Somany Ceramics: Value added products to drive growth

CRISIL Research has come out with its report on Somany Ceramics. The research firm, company's focus on the asset light model instead of greenfield expansion is expected to lower capital requirements and reduce lead time in getting access to the capacity.

Somany is evolving as one of the leading players in the tiles industry. Its market share in the organised industry increased to 13% in FY12 from 8% in FY08. An established brand and an extensive pan-India distribution network place Somany favourably to reap the benefit of shift in consumer preference for branded products. Focus on valueadded products and expansion through an asset light model is expected to drive future growth.
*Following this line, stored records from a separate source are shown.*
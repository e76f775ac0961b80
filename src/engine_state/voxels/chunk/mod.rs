//! # Chunk Module
//!
//! This module provides the `Chunk` struct and related functionality for managing
//! 16x16x16 blocks of voxel data. It includes chunk generation algorithms and
//! the accessors the collision core reads through.
//!
//! ## Storage
//!
//! Chunks keep two views of the same data:
//! - `blocks`: every block of the chunk, dense, in x-fastest then y then z order
//! - `opaque_array`: a bit vector (1 bit per block) caching which blocks collide
//!
//! Collision reads the dense array through `block_at`. The bit vector backs
//! `is_block_opaque` and `opaque_count`, which the world uses for overlap
//! checks. Both are private to the crate and only written by
//! `ChunkCreationIterator` and `set_block_at`, which keep them in step.
//!
//! ## Readiness
//!
//! A chunk carries a `ChunkState`. Anything below `ChunkState::DataPrepared`
//! must be treated as if it were absent.

use bitvec::prelude::BitVec;
use cgmath::Point3;
use chunk_creation::ChunkCreationIterator;
use noise::NoiseFn;
use noise::Perlin;
use serde::{Deserialize, Serialize};

use super::block::block_type::BlockType;
use super::block::Block;

mod chunk_creation;

/// The dimension (width, height, depth) of a chunk in blocks.
pub const CHUNK_DIMENSION: i32 = 16;
/// The number of blocks in a single 2D plane of a chunk (CHUNK_DIMENSION²).
pub const CHUNK_PLANE_SIZE: i32 = CHUNK_DIMENSION * CHUNK_DIMENSION;
/// The total number of blocks in a chunk (CHUNK_DIMENSION³).
pub const CHUNK_SIZE: i32 = CHUNK_PLANE_SIZE * CHUNK_DIMENSION;

/// Threshold above which Perlin noise is considered solid for terrain generation.
pub const PERLIN_POSITIVE_THRESHOLD: f64 = 0.2;
/// Threshold below which Perlin noise is considered empty for terrain generation.
pub const PERLIN_NEGATIVE_THRESHOLD: f64 = -0.2;
/// Scaling factor applied to world coordinates when sampling Perlin noise.
pub const PERLIN_SCALE_FACTOR: f64 = 0.02;

/// Coarse lifecycle of a chunk. Ordered: later states imply earlier ones.
#[derive(Copy, Clone, Debug, PartialEq, Eq, PartialOrd, Ord, Hash)]
pub enum ChunkState {
    /// Allocated but the block array is not valid yet
    NotLoaded,
    /// Block array fully populated and safe to query
    DataPrepared,
}

/// How new chunks are filled.
#[derive(Copy, Clone, Debug, PartialEq, Serialize, Deserialize)]
#[serde(tag = "method", rename_all = "snake_case")]
pub enum ChunkGenerationMethod {
    /// 3D Perlin noise terrain with caves and overhangs
    Perlin {
        /// Noise seed
        seed: u32,
    },
    /// Alternating solid and air blocks
    Checkerboard,
    /// Every block solid
    Solid,
    /// Every block air
    Empty,
    /// Solid below `surface_height` (world y), air from it upward
    Flat {
        /// First air layer in world block coordinates
        surface_height: i32,
    },
}

impl Default for ChunkGenerationMethod {
    fn default() -> Self {
        ChunkGenerationMethod::Flat { surface_height: 0 }
    }
}

/// Represents a 16x16x16 collection of voxel blocks in the world.
///
/// Chunks are the fundamental unit of world data. Each chunk maintains its
/// position in the world, its readiness and its blocks.
pub struct Chunk {
    /// The position of this chunk in chunk coordinates (not block coordinates).
    pub position: Point3<i32>,

    /// Readiness of the block data.
    pub state: ChunkState,

    /// One bit per block, set where the block is opaque.
    ///
    /// Indexed exactly like `blocks`.
    pub(crate) opaque_array: BitVec,

    /// Every block of the chunk, `CHUNK_SIZE` entries, x fastest then y then z.
    pub(crate) blocks: Vec<Block>,
}

impl Chunk {
    /// Creates a new, completely empty chunk (all blocks are air).
    pub fn empty(position: &Point3<i32>) -> Self {
        let mut cci = ChunkCreationIterator::new(*position);

        for _ in 0..CHUNK_SIZE {
            cci.push_block_type(BlockType::AIR);
        }

        cci.return_chunk()
    }

    /// Generates a chunk using Perlin noise for natural-looking terrain.
    ///
    /// The terrain is generated by sampling 3D Perlin noise and applying thresholds
    /// to determine which blocks are solid.
    ///
    /// # Arguments
    /// * `position` - The chunk coordinates where the chunk will be placed
    /// * `seed` - Noise seed
    pub fn perlin(position: &Point3<i32>, seed: u32) -> Self {
        let perlin = Perlin::new(seed);
        let mut cci = ChunkCreationIterator::new(*position);

        for k in 0..CHUNK_DIMENSION {
            for j in 0..CHUNK_DIMENSION {
                for i in 0..CHUNK_DIMENSION {
                    let bposition = Point3::<i32>::new(
                        i + CHUNK_DIMENSION * position.x,
                        j + CHUNK_DIMENSION * position.y,
                        k + CHUNK_DIMENSION * position.z,
                    );
                    let perlin_sample =
                        perlin.get(Self::to_perlin_pos(bposition, PERLIN_SCALE_FACTOR));
                    if !(PERLIN_NEGATIVE_THRESHOLD..=PERLIN_POSITIVE_THRESHOLD).contains(&perlin_sample)
                    {
                        cci.push_block_type(BlockType::get_random_type());
                    } else {
                        cci.push_block_type(BlockType::AIR);
                    }
                }
            }
        }

        cci.return_chunk()
    }

    /// Converts a world block position to scaled Perlin sample coordinates.
    fn to_perlin_pos(pos: Point3<i32>, scale_factor: f64) -> [f64; 3] {
        [
            (pos.x as f64 * scale_factor),
            (pos.y as f64 * scale_factor),
            (pos.z as f64 * scale_factor),
        ]
    }

    /// Creates a new chunk filled with solid blocks.
    pub fn solid(position: &Point3<i32>) -> Self {
        let mut cci = ChunkCreationIterator::new(*position);

        for _ in 0..CHUNK_SIZE {
            cci.push_block_type(BlockType::DIRT);
        }

        cci.return_chunk()
    }

    /// Creates a new chunk with a 3D checkerboard pattern.
    pub fn checkerboard(position: &Point3<i32>) -> Self {
        let mut push_air = false;

        let mut cci = ChunkCreationIterator::new(*position);
        for i in 0..CHUNK_SIZE {
            if push_air {
                cci.push_block_type(BlockType::AIR);
            } else {
                cci.push_block_type(BlockType::DIRT);
            }

            push_air = !push_air;

            if (i + 1) % CHUNK_DIMENSION == 0 {
                push_air = !push_air
            }

            if (i + 1) % CHUNK_PLANE_SIZE == 0 {
                push_air = !push_air
            }
        }

        cci.return_chunk()
    }

    /// Creates flat terrain: dirt below `surface_height - 1`, a grass layer at
    /// `surface_height - 1`, air from `surface_height` up (world y).
    pub fn flat(position: &Point3<i32>, surface_height: i32) -> Self {
        let mut cci = ChunkCreationIterator::new(*position);

        for _k in 0..CHUNK_DIMENSION {
            for j in 0..CHUNK_DIMENSION {
                let world_y = j + CHUNK_DIMENSION * position.y;
                let block_type = if world_y == surface_height - 1 {
                    BlockType::GRASS
                } else if world_y < surface_height {
                    BlockType::DIRT
                } else {
                    BlockType::AIR
                };
                for _i in 0..CHUNK_DIMENSION {
                    cci.push_block_type(block_type);
                }
            }
        }

        cci.return_chunk()
    }

    /// Generates a chunk with the given method.
    pub fn generate(position: &Point3<i32>, method: ChunkGenerationMethod) -> Self {
        match method {
            ChunkGenerationMethod::Perlin { seed } => Chunk::perlin(position, seed),
            ChunkGenerationMethod::Checkerboard => Chunk::checkerboard(position),
            ChunkGenerationMethod::Solid => Chunk::solid(position),
            ChunkGenerationMethod::Empty => Chunk::empty(position),
            ChunkGenerationMethod::Flat { surface_height } => Chunk::flat(position, surface_height),
        }
    }

    /// Linear index of a chunk-local coordinate, `None` if out of bounds.
    #[inline]
    pub fn block_index(local: Point3<usize>) -> Option<usize> {
        let dimension = CHUNK_DIMENSION as usize;
        if local.x >= dimension || local.y >= dimension || local.z >= dimension {
            return None;
        }
        Some(local.x + dimension * local.y + dimension * dimension * local.z)
    }

    /// Whether the block data may be queried.
    pub fn is_data_prepared(&self) -> bool {
        self.state >= ChunkState::DataPrepared
    }

    /// Gets a reference to the block at the specified chunk-relative coordinates.
    ///
    /// # Returns
    /// `None` if the coordinates are outside the chunk or the block array is short.
    pub fn block_at(&self, local: Point3<usize>) -> Option<&Block> {
        Self::block_index(local).and_then(|index| self.blocks.get(index))
    }

    /// Checks if the block at the specified chunk-relative coordinates is opaque.
    ///
    /// # Returns
    /// `true` if the block is opaque, `false` if it's passable or out of bounds.
    pub fn is_block_opaque(&self, local: Point3<usize>) -> bool {
        Self::block_index(local)
            .and_then(|index| self.opaque_array.get(index).map(|bit| *bit))
            .unwrap_or(false)
    }

    /// Replaces the block at chunk-relative coordinates and keeps the opacity
    /// cache in sync.
    ///
    /// # Returns
    /// The previous block, or `None` if the coordinates are out of bounds.
    pub fn set_block_at(&mut self, local: Point3<usize>, block_type: BlockType) -> Option<Block> {
        let index = Self::block_index(local)?;
        let block = Block::new(block_type);
        let previous = std::mem::replace(self.blocks.get_mut(index)?, block);
        self.opaque_array.set(index, block.is_opaque());
        Some(previous)
    }

    /// Number of opaque blocks in the chunk.
    pub fn opaque_count(&self) -> usize {
        self.opaque_array.count_ones()
    }
}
We retain the fundamental grade of 4/5, indicating superior fundamentals. However, slowdown in the real estate industry and rising operating costs could impact future prospects.


Evolving as one of the leading players in the industry
Somany is evolving as the one of the leading players in the industry after Kajaria Ceramics backed by its focus on brand building, growing distribution network, launch of innovative products and expansion through an asset light model. It has been able to maintain growth and remain profitable in the past one year when majority of its peers reported moderate growth and decline in profitability.

Tiles industry has robust growth prospects; shift in consumer preference augurs well CRISIL Research expects the tiles industry to grow at a CAGR of 13-14% over the next two years. Usage of tiles has increased manifold in the past few years. Customers are shifting to digital tiles which look similar to Italian marble and wooden floorings but cost less. Also, there is a shift in preference for high end tiles to replace mosaic tiles. Shift in consumer preference for branded products augurs well for Somany.


Increase in share of value-added products to aid margin expansion
Key value-added products such as digital, Veilcraft (VC) and Duragres’ contribution to total revenues increased to 28% in Q2FY13 from 17% in Q1FY12. Due to the rise in demand, the contribution is expected to increase to 32% in FY14, which should aid margin expansion.



Focus on asset light model to reduce capex, enhance return ratios
Somany’s focus on the asset light model instead of greenfield expansion is expected to lower capital requirements and reduce lead time in getting access to the capacity. This is expected to reduce stress on balance sheet and enhance return ratios. Apart from low capex, Somany has reduced its working capital cycle to 37 days in FY12 from 54 days in FY11 due to faster inventory turnaround, reduction in receivable cycle and better credit period. As a result, net debt-to-equity declined to 1.2x in FY12 from 1.6x in FY11.



Revenues to increase at a three-year CAGR of 16%, RoCE to increase
Revenues are expected to increase at a three-year CAGR of 16% to Rs 13.7 bn in FY15 driven by 13% growth in volumes and 3% growth in realisations. PBT margin is expected to improve by 150 bps to 5.6% in FY15 driven by increase in contribution from value-added products. RoCE is expected to improve to 24% in FY15 from 19.6% in FY12.



Valuations - current market price has strong upside
We continue to use the discounted cash flow (DCF) method to value Somany. We have rolled forward our projections to FY15 and revised our fair value to Rs 120 per share from Rs 80. At the current market price, this translates to a valuation grade of 5/5.